Victor Ochoa – Mural Maestro of Chicano Park

April 22, 2017 by Frank Gormlie

As we were sitting in Victor Ochoa’s studio garage in Golden Hill the other day, I realized that even though we’d been friends since the late 1970’s, I didn’t know a whole lot about his earlier life before those heady days of the Seventies decade. I was wondering whether he remembered that I had helped arrange for him to be hired to paint murals at the Che Cafe up at UCSD – way back in in 1980 and 81. He did but he had a few different details.

“This is my favorite garage,” Victor said, as we settled in for our talk. Surrounding us on three sides inside the garage were painting materials and large plastic bins holding more painting stuff stacked up on shelves, brushes, cans of paint piled on each other, cans of spray paint in a shallow closest. There was a gas-powered airbrush machine that looked like a cross between a lawn mower and a Mars Rover.

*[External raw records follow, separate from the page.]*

//! Error types for booking operations.

use thiserror::Error;

use crate::ledger::LedgerError;
use crate::model::{BookingId, BookingStatus, InstanceId, TemplateId, UserId, VenueId};

/// Top-level error returned by [`Engine::apply`](super::Engine::apply).
#[derive(Debug, Error)]
pub enum EngineError {
    #[error("booking failed: {0}")]
    Book(#[from] BookError),

    #[error("transition failed: {0}")]
    Transition(#[from] TransitionError),

    #[error("ledger operation failed: {0}")]
    Ledger(#[from] LedgerError),

    #[error("scheduling failed: {0}")]
    Schedule(#[from] ScheduleError),
}

/// Error while creating a new booking. Every variant is detected before any
/// write, so a failed booking leaves no partial state.
#[derive(Debug, Error)]
pub enum BookError {
    #[error("user {0} not found")]
    UserNotFound(UserId),

    #[error("instance {0} not found")]
    InstanceNotFound(InstanceId),

    #[error("instance {0} is not open for booking")]
    InstanceNotBookable(InstanceId),

    #[error("booking window for instance {0} is closed")]
    BookingWindowClosed(InstanceId),

    #[error("instance {0} is at capacity ({1} seats)")]
    CapacityExceeded(InstanceId, u32),

    #[error("user {user} already has an active booking {booking} for instance {instance}")]
    DuplicateActiveBooking {
        user: UserId,
        instance: InstanceId,
        booking: BookingId,
    },

    #[error(transparent)]
    InsufficientBalance(#[from] LedgerError),
}

/// Error during a state-machine transition on an existing booking.
#[derive(Debug, Error)]
pub enum TransitionError {
    #[error("booking {0} not found")]
    BookingNotFound(BookingId),

    #[error("booking {booking} belongs to user {owner}, not {caller}")]
    NotBookingOwner {
        booking: BookingId,
        owner: UserId,
        caller: UserId,
    },

    #[error("{event}: booking {booking} is {from:?}, transition not allowed")]
    InvalidTransition {
        booking: BookingId,
        from: BookingStatus,
        event: &'static str,
    },
}

/// Error while generating instances or propagating template/venue edits.
#[derive(Debug, Error)]
pub enum ScheduleError {
    #[error("template {0} not found")]
    TemplateNotFound(TemplateId),

    #[error("venue {0} not found")]
    VenueNotFound(VenueId),

    #[error("instance {0} not found")]
    InstanceNotFound(InstanceId),

    #[error("instance {0} is no longer scheduled")]
    InstanceClosed(InstanceId),

    #[error("instance id {0} already in use")]
    InstanceIdTaken(InstanceId),
}
use std::process::Command;

fn run(fixture: &str) -> (String, String, bool) {
    let path = format!("tests/fixtures/{fixture}");
    let output = Command::new(env!("CARGO_BIN_EXE_resv-eng"))
        .arg(&path)
        .env("RUST_LOG", "warn")
        .output()
        .expect("failed to run binary");

    let stdout = String::from_utf8_lossy(&output.stdout).to_string();
    let stderr = String::from_utf8_lossy(&output.stderr).to_string();
    (stdout, stderr, output.status.success())
}

#[test]
fn valid_journal() {
    let (stdout, stderr, success) = run("valid.csv");

    assert!(success);
    assert!(stderr.is_empty());

    // User 1 booked once (the second call replays the idempotency key);
    // user 2's duplicate external top-up applied once, then their booking
    // was cancelled outside any window, so the charge came back in full.
    let lines: Vec<&str> = stdout.lines().collect();
    assert_eq!(lines[0], "user,balance");
    assert_eq!(lines[1], "1,3500");
    assert_eq!(lines[2], "2,3000");
}

#[test]
fn errors_warn_but_do_not_block() {
    let (stdout, stderr, success) = run("with_errors.csv");

    assert!(success);
    assert!(stderr.contains("unrecognized op"));
    assert!(stderr.contains("missing instance"));

    let lines: Vec<&str> = stdout.lines().collect();
    assert_eq!(lines[0], "user,balance");
    assert_eq!(lines[1], "1,500");
}
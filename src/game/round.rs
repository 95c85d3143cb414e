use super::types::Seconds;

pub const START_ROUND_DELAY: f32 = 2.0;
pub const END_ROUND_DELAY: f32 = 2.0;
pub const MAX_ROUNDS: u32 = 3;
pub const MAX_ROUND_TIME: f32 = 99.99;
/// Below this the HUD shows the clock in its warning colour.
pub const CRITICAL_ROUND_TIME: f32 = 10.0;

#[derive(Debug, Clone, Copy, PartialEq, Eq)]
pub enum RoundPhase {
    Starting,
    InProgress,
    Ending,
}

/// Text shown over the ring while a round is starting or ending.
#[derive(Debug, Clone, Copy, PartialEq, Eq)]
pub enum RoundBanner {
    Round(u32),
    Fight,
    KnockOut,
    TimeUp,
}

/// Timing state of the current round.
#[derive(Debug, Clone, PartialEq)]
pub struct Round {
    phase: RoundPhase,
    number: u32,
    /// Time spent in the current Starting/Ending phase.
    phase_time: f32,
    /// Remaining fight time. Only runs while InProgress and never below zero.
    clock: Seconds,
}

impl Round {
    pub fn new(number: u32) -> Self {
        Self {
            phase: RoundPhase::Starting,
            number,
            phase_time: 0.0,
            clock: Seconds::new(MAX_ROUND_TIME),
        }
    }

    pub fn phase(&self) -> RoundPhase {
        self.phase
    }

    pub fn number(&self) -> u32 {
        self.number
    }

    pub fn phase_time(&self) -> f32 {
        self.phase_time
    }

    pub fn clock(&self) -> f32 {
        self.clock.0
    }

    pub fn is_in_progress(&self) -> bool {
        self.phase == RoundPhase::InProgress
    }

    /// Whether the Starting/Ending delay has run out.
    pub fn delay_elapsed(&self) -> bool {
        match self.phase {
            RoundPhase::Starting => self.phase_time >= START_ROUND_DELAY,
            RoundPhase::Ending => self.phase_time >= END_ROUND_DELAY,
            RoundPhase::InProgress => false,
        }
    }

    pub fn advance_phase_time(&mut self, dt: f32) {
        self.phase_time += dt;
    }

    /// Jump to the end of the current delay; the next tick transitions.
    pub fn skip_delay(&mut self) {
        match self.phase {
            RoundPhase::Starting => self.phase_time = START_ROUND_DELAY,
            RoundPhase::Ending => self.phase_time = END_ROUND_DELAY,
            RoundPhase::InProgress => {}
        }
    }

    pub fn begin_fight(&mut self) {
        self.phase = RoundPhase::InProgress;
        self.phase_time = 0.0;
    }

    pub fn end(&mut self) {
        self.phase = RoundPhase::Ending;
        self.phase_time = 0.0;
    }

    /// Run the round clock. Returns true on the tick it runs out.
    pub fn tick_clock(&mut self, dt: f32) -> bool {
        self.clock = self.clock.dec(dt);
        self.clock.is_expired()
    }

    pub fn is_clock_critical(&self) -> bool {
        self.clock.0 < CRITICAL_ROUND_TIME
    }

    /// A round only ends on a run-out clock or a knockout, so the clock tells
    /// the two apart.
    pub fn banner(&self) -> Option<RoundBanner> {
        match self.phase {
            RoundPhase::Starting if self.phase_time < START_ROUND_DELAY * 0.5 => {
                Some(RoundBanner::Round(self.number))
            }
            RoundPhase::Starting => Some(RoundBanner::Fight),
            RoundPhase::InProgress => None,
            RoundPhase::Ending if self.clock.is_expired() => Some(RoundBanner::TimeUp),
            RoundPhase::Ending => Some(RoundBanner::KnockOut),
        }
    }
}

/// Rounds a side must exceed to take the match.
pub fn rounds_to_exceed() -> u32 {
    MAX_ROUNDS / 2
}

#[cfg(test)]
mod tests {
    use super::*;

    #[test]
    fn delay_is_checked_before_it_is_advanced() {
        let mut round = Round::new(1);
        round.advance_phase_time(START_ROUND_DELAY - 0.5);
        assert!(!round.delay_elapsed());
        round.advance_phase_time(0.5);
        assert!(round.delay_elapsed());
    }

    #[test]
    fn skip_sets_the_timer_to_the_delay() {
        let mut round = Round::new(2);
        round.skip_delay();
        assert_eq!(round.phase_time(), START_ROUND_DELAY);
        assert!(round.delay_elapsed());

        round.begin_fight();
        round.skip_delay();
        assert_eq!(round.phase_time(), 0.0);

        round.end();
        round.skip_delay();
        assert_eq!(round.phase_time(), END_ROUND_DELAY);
    }

    #[test]
    fn clock_clamps_at_zero_when_it_runs_out() {
        let mut round = Round::new(1);
        round.begin_fight();
        assert!(!round.tick_clock(MAX_ROUND_TIME - 1.0));
        assert!(round.is_clock_critical());
        assert!(round.tick_clock(5.0));
        assert_eq!(round.clock(), 0.0);
    }

    #[test]
    fn banner_switches_halfway_through_the_start_delay() {
        let mut round = Round::new(3);
        assert_eq!(round.banner(), Some(RoundBanner::Round(3)));
        round.advance_phase_time(START_ROUND_DELAY * 0.5);
        assert_eq!(round.banner(), Some(RoundBanner::Fight));
        round.begin_fight();
        assert_eq!(round.banner(), None);
    }

    #[test]
    fn ending_banner_names_how_the_round_ended() {
        let mut knockout = Round::new(1);
        knockout.begin_fight();
        knockout.tick_clock(20.0);
        knockout.end();
        assert_eq!(knockout.banner(), Some(RoundBanner::KnockOut));

        let mut time_up = Round::new(1);
        time_up.begin_fight();
        assert!(time_up.tick_clock(MAX_ROUND_TIME));
        time_up.end();
        assert_eq!(time_up.banner(), Some(RoundBanner::TimeUp));
    }

    #[test]
    fn best_of_three_needs_two() {
        assert_eq!(rounds_to_exceed(), 1);
    }
}
pub mod ring;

In one corner, he had set up a type of shrine to his past, his family, his culture, with various memorabilia of his life. On another wall were posters of Pancho Villa and of more recent Chicano heroes, like Corky Gonzalez, and local activist Marco Anguiano. And along part of one of the walls were the books, the notebooks, the 3-ring binders, paper records, the manuscripts, the slides.   [Read more…]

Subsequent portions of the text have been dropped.